Im glad to hear that reiserfs4 is continuing, though I think they may want
to change the name and distance the project from Hanns' name.  I really
believe that reiserfs3 was the best of the current generation filesystems.
I used to use gentoo when I jumped ship on redhat and rpm hell.  reiserfs
was always vastly superior on gentoo as it's small file handling is very
very good and gentoo/compiling from source benefitted from that.  I have not
really tried reiserfs3 with backuppc as I have been on ext3 and happy enough
that ext3 is reliable and fast enough.



On Mon, Dec 22, 2008 at 4:14 PM, Chris Robertson <crobert...@gci.net> wrote:

> dan wrote:
> > I guess that updatedb thing reinforces my arguement about not seeing
> > any mixed load tests.  ext3 handles these situations pretty good,
> > maybe XFS does not...
>
> Write barriers really harmed XFS performance on my setup (16 Seagate
> ES.2 spindles attached to an Adaptec 51645 utilizing hardware RAID6).

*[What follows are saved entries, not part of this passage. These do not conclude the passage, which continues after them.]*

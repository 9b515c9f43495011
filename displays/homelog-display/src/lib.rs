//! Display session and driver abstraction for HomeLog
//!
//! This crate provides:
//! - `DisplayDriver` trait: the capability every panel driver exposes
//! - `DisplaySession`: ordered text output (begin, print, clear, banner)
//! - `TextCursor` / `TextGrid`: character-cell layout shared by drivers
//! - `HeadlessDriver`: in-memory driver for tests and host-side use
//!
//! # Architecture
//!
//! ```text
//! ┌──────────────────────────────┐
//! │  homelog-firmware (boot)     │
//! └──────────────────────────────┘
//!                │
//!                ▼
//! ┌──────────────────────────────┐
//! │  DisplaySession (this crate) │
//! └──────────────────────────────┘
//!                │ &'d mut D where D: DisplayDriver
//!        ┌───────┴────────┐
//!        ▼                ▼
//! ┌─────────────┐  ┌──────────────┐
//! │ Ssd1306     │  │ Headless     │
//! │ (drivers)   │  │ (this crate) │
//! └─────────────┘  └──────────────┘
//! ```
//!
//! Calling code never touches a driver directly once the session owns the
//! borrow, so the bus and panel can be swapped without changing callers.

#![no_std]
#![deny(unsafe_code)]

pub mod backend;
pub mod banner;
pub mod grid;
pub mod headless;
pub mod session;

// Re-export key types
pub use backend::{DisplayDriver, DriverError, PanelGeometry, TextStyle};
pub use banner::Banner;
pub use grid::{TextCursor, TextGrid, CELL_HEIGHT, CELL_WIDTH, MAX_COLS, MAX_ROWS};
pub use headless::HeadlessDriver;
pub use session::{DisplaySession, SessionState, WELCOME_LINE};
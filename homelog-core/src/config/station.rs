//! Station configuration
//!
//! Everything the station is told at build time: where to connect, where to
//! report, and which panel is fitted.

use heapless::Vec;

use homelog_display::PanelGeometry;

#[cfg(feature = "serde")]
use serde::{Deserialize, Serialize};

use super::types::{Endpoints, WifiNetwork};

/// Networks tried in order: primary, then secondary (range extender)
pub const MAX_NETWORKS: usize = 2;

/// Alert tone used when nothing else is configured
pub const DEFAULT_ALERT_TONE: u16 = 512;

/// Configuration validation errors
#[derive(Debug, Clone, Copy, PartialEq, Eq)]
#[cfg_attr(feature = "defmt", derive(defmt::Format))]
pub enum ConfigError {
    /// No WiFi network configured
    NoNetworks,
    /// A network has an empty SSID
    EmptySsid,
    /// A passphrase is neither empty nor 8-63 characters
    PasswordLength,
    /// An endpoint is not an http(s) URL with a host
    InvalidUrl,
    /// Alert tone is zero
    ZeroTone,
    /// Display geometry is not one the SSD1306 driver can drive
    InvalidGeometry,
}

/// Complete station configuration
#[derive(Debug, Clone, PartialEq, Eq)]
#[cfg_attr(feature = "serde", derive(Serialize, Deserialize))]
pub struct StationConfig {
    /// WiFi networks in order of preference
    pub networks: Vec<WifiNetwork, MAX_NETWORKS>,
    /// Report endpoints
    pub endpoints: Endpoints,
    /// Tone value for the alert buzzer
    #[cfg_attr(feature = "serde", serde(default = "default_alert_tone"))]
    pub alert_tone: u16,
    /// Display panel
    #[cfg_attr(feature = "serde", serde(default))]
    pub display: PanelGeometry,
}

#[cfg(feature = "serde")]
fn default_alert_tone() -> u16 {
    DEFAULT_ALERT_TONE
}

impl Default for StationConfig {
    fn default() -> Self {
        let mut networks = Vec::new();
        for (ssid, password) in [("MySSID", "12345678"), ("MySSIDextender", "12345678")] {
            if let Some(network) = WifiNetwork::new(ssid, password) {
                let _ = networks.push(network);
            }
        }

        Self {
            networks,
            endpoints: Endpoints::new(
                "http://argles.org.uk/homelog.php",
                "http://192.168.0.31/homelog.php",
            )
            .unwrap_or_default(),
            alert_tone: DEFAULT_ALERT_TONE,
            display: PanelGeometry::SSD1306_128X64,
        }
    }
}

impl StationConfig {
    /// Preferred network
    pub fn primary_network(&self) -> Option<&WifiNetwork> {
        self.networks.first()
    }

    /// Fallback network, if configured
    pub fn secondary_network(&self) -> Option<&WifiNetwork> {
        self.networks.get(1)
    }

    /// Check every section
    ///
    /// Stops at the first problem found, checking networks, endpoints, tone
    /// and display in that order.
    pub fn validate(&self) -> Result<(), ConfigError> {
        if self.networks.is_empty() {
            return Err(ConfigError::NoNetworks);
        }
        for network in &self.networks {
            network.validate()?;
        }

        self.endpoints.validate()?;

        if self.alert_tone == 0 {
            return Err(ConfigError::ZeroTone);
        }

        // Only SSD1306 panels are fitted
        if !self.display.is_ssd1306_supported() {
            return Err(ConfigError::InvalidGeometry);
        }

        Ok(())
    }
}
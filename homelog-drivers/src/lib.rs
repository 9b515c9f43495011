//! Hardware driver implementations
//!
//! This crate provides concrete implementations of the traits defined in
//! homelog-display for the hardware fitted to the station:
//!
//! - SSD1306 monochrome OLED over I2C

#![no_std]
#![deny(unsafe_code)]

pub mod display;
//! Display session
//!
//! Ordered text output over a `DisplayDriver`. Every operation presents
//! before returning, so what was printed is on the panel when the call ends.
//!
//! A panel that fails to initialize leaves the session `Degraded`. In that
//! state `print`, `clear` and `banner` do nothing, so the rest of the
//! firmware keeps running without a display.

use crate::backend::{DisplayDriver, DriverError, TextStyle};
use crate::banner::Banner;

/// First line shown once the panel is up
pub const WELCOME_LINE: &str = "OLED screen active...";

/// Session lifecycle
#[derive(Debug, Clone, Copy, PartialEq, Eq)]
#[cfg_attr(feature = "defmt", derive(defmt::Format))]
pub enum SessionState {
    /// `begin` has not been called
    Uninitialized,
    /// Panel initialized; output reaches the driver
    Ready,
    /// Panel failed to initialize; output is dropped
    Degraded,
}

/// Text output session over a borrowed driver
///
/// The driver lives for the whole program; the session only borrows it.
/// The cursor is the driver's, not duplicated here.
pub struct DisplaySession<'d, D: DisplayDriver> {
    driver: &'d mut D,
    state: SessionState,
}

impl<'d, D: DisplayDriver> DisplaySession<'d, D> {
    /// Create a session. Nothing is sent to the driver until `begin`.
    pub fn new(driver: &'d mut D) -> Self {
        Self {
            driver,
            state: SessionState::Uninitialized,
        }
    }

    /// Initialize the panel and show the welcome line
    ///
    /// Failure is logged and leaves the session `Degraded`; it is never
    /// returned as an error. Calling `begin` again on a `Ready` session does
    /// nothing, while a `Degraded` session retries initialization once.
    pub fn begin(&mut self) -> SessionState {
        if self.state == SessionState::Ready {
            return self.state;
        }

        let geometry = self.driver.geometry();
        match self.driver.initialize() {
            Ok(()) => {
                self.state = SessionState::Ready;
                #[cfg(feature = "defmt")]
                defmt::info!(
                    "Display ready: {}x{} at {=u8:#x}",
                    geometry.width,
                    geometry.height,
                    geometry.address
                );
                self.run("begin", |driver| {
                    driver.clear_frame()?;
                    driver.set_cursor(0, 0)?;
                    driver.set_text_style(TextStyle::NORMAL)?;
                    driver.write(WELCOME_LINE)?;
                    driver.write("\n")?;
                    driver.present()
                });
            }
            Err(_e) => {
                self.state = SessionState::Degraded;
                #[cfg(feature = "defmt")]
                defmt::error!(
                    "Display init failed at {=u8:#x}: {}",
                    geometry.address,
                    _e
                );
                #[cfg(not(feature = "defmt"))]
                let _ = geometry;
            }
        }

        self.state
    }

    /// Write text at the cursor and present
    pub fn print(&mut self, text: &str) {
        self.run("print", |driver| {
            driver.write(text)?;
            driver.present()
        });
    }

    /// Blank the panel and home the cursor
    pub fn clear(&mut self) {
        self.run("clear", |driver| {
            driver.clear_frame()?;
            driver.set_cursor(0, 0)?;
            driver.present()
        });
    }

    /// Show the startup banner with a single present
    pub fn banner(&mut self, program: &str, version: &str, build: &str) {
        self.show_banner(&Banner::new(program, version, build));
    }

    /// Show a prepared banner with a single present
    pub fn show_banner(&mut self, banner: &Banner<'_>) {
        self.run("banner", |driver| {
            driver.clear_frame()?;
            driver.set_cursor(0, 0)?;
            banner.render(driver)?;
            driver.present()
        });
    }

    /// Current lifecycle state
    pub fn state(&self) -> SessionState {
        self.state
    }

    /// Whether output reaches the panel
    pub fn is_ready(&self) -> bool {
        self.state == SessionState::Ready
    }

    /// Borrow the underlying driver
    pub fn driver(&self) -> &D {
        &*self.driver
    }

    /// Run a driver sequence if the session is ready
    ///
    /// Driver errors are logged and dropped; the sequence stops at the
    /// first failing call.
    #[cfg_attr(not(feature = "defmt"), allow(unused_variables))]
    fn run<F>(&mut self, op: &str, sequence: F)
    where
        F: FnOnce(&mut D) -> Result<(), DriverError>,
    {
        if self.state != SessionState::Ready {
            return;
        }
        if let Err(e) = sequence(&mut *self.driver) {
            #[cfg(feature = "defmt")]
            defmt::warn!("Display {=str} failed: {}", op, e);
        }
    }
}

> iostat was showing a peak of 400 tps with barriers.  Mounting nobarrrier
> raised that limit to to over 20,000.  Obviously your mileage may vary.

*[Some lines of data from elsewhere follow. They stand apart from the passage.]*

//! Plain-data render descriptions
//!
//! The host renderer paints these; nothing here touches a canvas. Coordinates
//! are canvas pixels on an 800x600 stage.

use glam::Vec2;
use serde::Serialize;

use crate::consts::*;
use crate::lobby::{GameStatus, Lobby};
use crate::roster::{AGENTS, AgentId};
use crate::sim::scoring;
use crate::sim::{Race, RacePhase};
use crate::{ellipse_point, format_race_clock};

const NAME_WIDTH: usize = 12;
const LAP_WIDTH: usize = 10;
const SCORE_WIDTH: usize = 8;
/// Marker appended to the tracked agent's scoreboard name
const TRACKED_MARK: &str = " 💰";

/// Whatever the current scene wants drawn
#[derive(Debug, Clone, Serialize)]
#[serde(tag = "scene", rename_all = "snake_case")]
pub enum FrameView {
    Lobby(LobbyView),
    Race(RaceView),
}

// ---------------------------------------------------------------------------
// Race
// ---------------------------------------------------------------------------

#[derive(Debug, Clone, Serialize)]
pub struct TrackView {
    pub center: Vec2,
    pub radius_x: f32,
    pub radius_y: f32,
}

#[derive(Debug, Clone, Serialize)]
pub struct MarkerView {
    pub pos: Vec2,
    pub color: &'static str,
}

#[derive(Debug, Clone, Serialize)]
pub struct SpriteView {
    pub agent_id: AgentId,
    pub sprite: &'static str,
    pub pos: Vec2,
    pub mirrored: bool,
    pub dot_pos: Vec2,
    pub color: &'static str,
}

#[derive(Debug, Clone, Serialize)]
pub struct IconView {
    pub agent_id: AgentId,
    pub glyph: &'static str,
    pub pos: Vec2,
    pub color: &'static str,
}

#[derive(Debug, Clone, PartialEq, Serialize)]
pub struct ScoreRow {
    pub agent_id: AgentId,
    pub text: String,
    pub color: &'static str,
}

#[derive(Debug, Clone, PartialEq, Serialize)]
pub struct TextLine {
    pub text: String,
    pub color: String,
    pub alpha: f32,
}

#[derive(Debug, Clone, Serialize)]
pub struct RaceView {
    pub phase: RacePhase,
    pub track: TrackView,
    pub start_markers: Vec<MarkerView>,
    pub sprites: Vec<SpriteView>,
    pub icons: Vec<IconView>,
    pub scoreboard_header: String,
    /// Sorted by score descending, then id
    pub scoreboard: Vec<ScoreRow>,
    pub timer: String,
    pub countdown: Option<&'static str>,
    /// Oldest first
    pub log: Vec<TextLine>,
    pub celebration: Option<TextLine>,
    pub status: String,
    pub win_loss: Option<TextLine>,
    pub show_restart: bool,
}

pub fn scoreboard_header() -> String {
    format!(
        "{:<nw$}{:<lw$}{:<lw$}{:<lw$}{:<sw$}",
        "Name",
        "Lap1 (s)",
        "Lap2 (s)",
        "Lap3 (s)",
        "Score",
        nw = NAME_WIDTH,
        lw = LAP_WIDTH,
        sw = SCORE_WIDTH
    )
}

/// Lap cell: seconds with two decimals, or `--` if not yet run
pub fn format_lap(lap_ms: Option<f64>) -> String {
    match lap_ms {
        Some(ms) => format!("{:.2}", ms / 1000.0),
        None => "--".to_string(),
    }
}

pub fn race_view(race: &Race) -> RaceView {
    let now = race.now_ms();
    let tracked = race.tracked_agent();

    let start_markers = race
        .agents()
        .iter()
        .map(|a| MarkerView {
            pos: ellipse_point(START_ANGLE_STEP * (a.id() as f64 - 1.0)),
            color: a.color(),
        })
        .collect();

    let active = || race.agents().iter().filter(|a| !a.is_finished());
    let sprites = active()
        .map(|a| SpriteView {
            agent_id: a.id(),
            sprite: a.descriptor.sprite,
            pos: a.position,
            mirrored: a.mirrored,
            dot_pos: a.position - Vec2::new(0.0, DOT_OFFSET_Y),
            color: a.color(),
        })
        .collect();
    let icons = active()
        .filter_map(|a| {
            a.icon.map(|icon| IconView {
                agent_id: a.id(),
                glyph: icon.kind.glyph(),
                pos: a.position + Vec2::new(ICON_OFFSET_X, -ICON_OFFSET_Y),
                color: a.color(),
            })
        })
        .collect();

    let mut order: Vec<(AgentId, u32)> = race
        .agents()
        .iter()
        .map(|a| (a.id(), a.score))
        .collect();
    scoring::standings_order(&mut order);
    let scoreboard = order
        .iter()
        .filter_map(|(id, _)| race.agent(*id))
        .map(|a| {
            let mut name = a.name().to_string();
            if tracked == Some(a.id()) {
                name.push_str(TRACKED_MARK);
            }
            let lap = |i: usize| format_lap(a.lap_times.get(i).copied());
            ScoreRow {
                agent_id: a.id(),
                text: format!(
                    "{:<nw$}{:<lw$}{:<lw$}{:<lw$}{:<sw$}",
                    name,
                    lap(0),
                    lap(1),
                    lap(2),
                    a.score,
                    nw = NAME_WIDTH,
                    lw = LAP_WIDTH,
                    sw = SCORE_WIDTH
                ),
                color: a.color(),
            }
        })
        .collect();

    let log = race
        .log()
        .entries()
        .map(|e| TextLine {
            text: e.text.clone(),
            color: e.color.clone(),
            alpha: e.alpha(now),
        })
        .collect();

    let celebration = race.celebration_ms().and_then(|at| {
        let alpha = 1.0 - (now - at) / CELEBRATION_FADE_MS;
        (alpha > 0.0).then(|| TextLine {
            text: CELEBRATION_TEXT.to_string(),
            color: "#fff".to_string(),
            alpha: alpha as f32,
        })
    });

    let win_loss = race
        .outcome()
        .and_then(|o| o.tracked_won)
        .map(|won| TextLine {
            text: if won { "You Won!" } else { "You Lost!" }.to_string(),
            color: if won { "#00ff00" } else { "#ff0000" }.to_string(),
            alpha: 1.0,
        });

    RaceView {
        phase: race.phase(),
        track: TrackView {
            center: Vec2::new(TRACK_CENTER_X, TRACK_CENTER_Y),
            radius_x: TRACK_WIDTH / 2.0,
            radius_y: TRACK_HEIGHT / 2.0,
        },
        start_markers,
        sprites,
        icons,
        scoreboard_header: scoreboard_header(),
        scoreboard,
        timer: format_race_clock(race.elapsed_ms()),
        countdown: race.countdown_label(),
        log,
        celebration,
        status: race.status().to_string(),
        win_loss,
        show_restart: race.is_finished(),
    }
}

// ---------------------------------------------------------------------------
// Lobby
// ---------------------------------------------------------------------------

#[derive(Debug, Clone, Serialize)]
pub struct GameListEntry {
    pub id: u32,
    pub label: String,
    pub status: GameStatus,
}

#[derive(Debug, Clone, Serialize)]
pub struct BetOption {
    pub agent_id: AgentId,
    pub name: &'static str,
    pub sprite: &'static str,
}

#[derive(Debug, Clone, Serialize)]
pub struct GameDetailView {
    pub game_id: u32,
    pub title: String,
    pub status: String,
    pub status_color: &'static str,
    pub seed_hex: Option<String>,
    pub bets_header: String,
    /// Bet lines, or a single placeholder
    pub bets: Vec<String>,
    /// Clickable signatures; empty shows a placeholder
    pub tx_signatures: Vec<String>,
    /// Empty once finalized
    pub bet_options: Vec<BetOption>,
    /// `[Finalize Game]` or `[Start Race]`
    pub action: &'static str,
}

#[derive(Debug, Clone, Serialize)]
pub struct LobbyView {
    pub title: String,
    pub games: Vec<GameListEntry>,
    pub detail: Option<GameDetailView>,
}

pub fn lobby_view(lobby: &Lobby) -> LobbyView {
    let games: Vec<GameListEntry> = lobby
        .list_games()
        .into_iter()
        .map(|g| GameListEntry {
            label: format!("{} - (ID: {})", g.title, g.id),
            id: g.id,
            status: g.status,
        })
        .collect();

    let detail = lobby.selected().map(|game| {
        let finalized = game.status() == GameStatus::Finalized;
        let bets = if game.bets().is_empty() {
            vec!["(No Bets)".to_string()]
        } else {
            game.bets()
                .iter()
                .map(|b| format!("- {} bet {} on Skater #{}", b.player, b.amount, b.agent_id))
                .collect()
        };
        GameDetailView {
            game_id: game.id,
            title: format!("Selected Game: {}", game.title),
            status: format!("Status: {}", game.status().label()),
            status_color: if finalized { "#ff8080" } else { "#ffffff" },
            seed_hex: game.resolved_seed().map(|s| format!("Seed: {}", s.to_hex())),
            bets_header: format!("Bets: {}", game.bets().len()),
            bets,
            tx_signatures: game.tx_signatures().to_vec(),
            bet_options: if finalized {
                Vec::new()
            } else {
                AGENTS
                    .iter()
                    .map(|a| BetOption {
                        agent_id: a.id,
                        name: a.name,
                        sprite: a.sprite,
                    })
                    .collect()
            },
            action: if finalized { "[Start Race]" } else { "[Finalize Game]" },
        }
    });

    LobbyView {
        title: format!("Racetrack Manager ({} Games)", games.len()),
        games,
        detail,
    }
}

#[cfg(test)]
mod tests {
    use super::*;
    use crate::lobby::{RaceSnapshot, Seed};
    use crate::sim::{FrameInput, update};
    use crate::tuning::{RaceTuning, TuningPreset};

    #[test]
    fn test_lap_cells() {
        assert_eq!(format_lap(None), "--");
        assert_eq!(format_lap(Some(22_504.0)), "22.50");
        assert_eq!(format_lap(Some(1_004.0)), "1.00");
    }

    #[test]
    fn test_header_layout() {
        let header = scoreboard_header();
        assert!(header.starts_with("Name        Lap1 (s)  "));
        assert_eq!(header.chars().count(), 12 + 10 * 3 + 8);
    }

    #[test]
    fn test_race_view_before_start() {
        let snapshot = RaceSnapshot {
            game_id: 1,
            seed: Seed::filled(1),
            roster: vec![1, 3],
            tracked_agent: Some(3),
        };
        let tuning = RaceTuning::from_preset(TuningPreset::Calm);
        let mut race = Race::new(&snapshot, tuning, 0.0).unwrap();
        update(&mut race, FrameInput::new(1500.0, 16.0));

        let view = race_view(&race);
        assert_eq!(view.countdown, Some("3"));
        assert_eq!(view.timer, "00:00:000");
        assert_eq!(view.sprites.len(), 2);
        assert_eq!(view.start_markers.len(), 2);
        assert!(!view.show_restart);
        assert!(view.win_loss.is_none());

        // Equal scores list the lower id first; tracked agent is marked
        assert_eq!(view.scoreboard[0].agent_id, 1);
        assert!(view.scoreboard[1].text.starts_with("Cruz 💰"));
        assert!(view.scoreboard[0].text.contains("--"));
    }

    #[test]
    fn test_lobby_view_detail() {
        let mut lobby = Lobby::with_ledger_seed(3);
        assert!(lobby_view(&lobby).detail.is_none());
        assert_eq!(lobby_view(&lobby).title, "Racetrack Manager (6 Games)");

        lobby.select_game(101).unwrap();
        let detail = lobby_view(&lobby).detail.unwrap();
        assert_eq!(detail.bets, vec!["(No Bets)".to_string()]);
        assert_eq!(detail.bet_options.len(), 4);
        assert_eq!(detail.action, "[Finalize Game]");
        assert!(detail.seed_hex.is_none());

        lobby.select_game(106).unwrap();
        lobby.finalize_game(106).unwrap();
        let detail = lobby_view(&lobby).detail.unwrap();
        assert_eq!(detail.status, "Status: FINALIZED");
        assert_eq!(detail.action, "[Start Race]");
        assert!(detail.bet_options.is_empty());
        assert_eq!(detail.tx_signatures.len(), 1);
        assert_eq!(detail.bets[0], "- Erin bet 2 on Skater #4");
        assert!(detail.seed_hex.unwrap().starts_with("Seed: 4343"));

        let view = lobby_view(&lobby);
        let listed = view.games.iter().find(|g| g.id == 106).unwrap();
        assert_eq!(listed.status, GameStatus::Finalized);
        assert_eq!(listed.label, "Game F (2 Bets, fixed C seed) - (ID: 106)");
    }
}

> Two interesting data points to note, it appears that LVM doesn't support
> barriers
> (
> http://hightechsorcery.com/2008/06/linux-write-barriers-write-caching-lvm-and-filesystems
> ),
> and ext3 (and ext4) don't use barriers by default
> (http://lwn.net/Articles/282958/).  The design allows for this without
> as much risk as might be expected (http://lwn.net/Articles/283168/).
>
> Back to XFS, allocation groups, unless specified at file system creation
> are calculated on file system size, and can have a great effect on
> performance when multiple threads are contenting for FS access.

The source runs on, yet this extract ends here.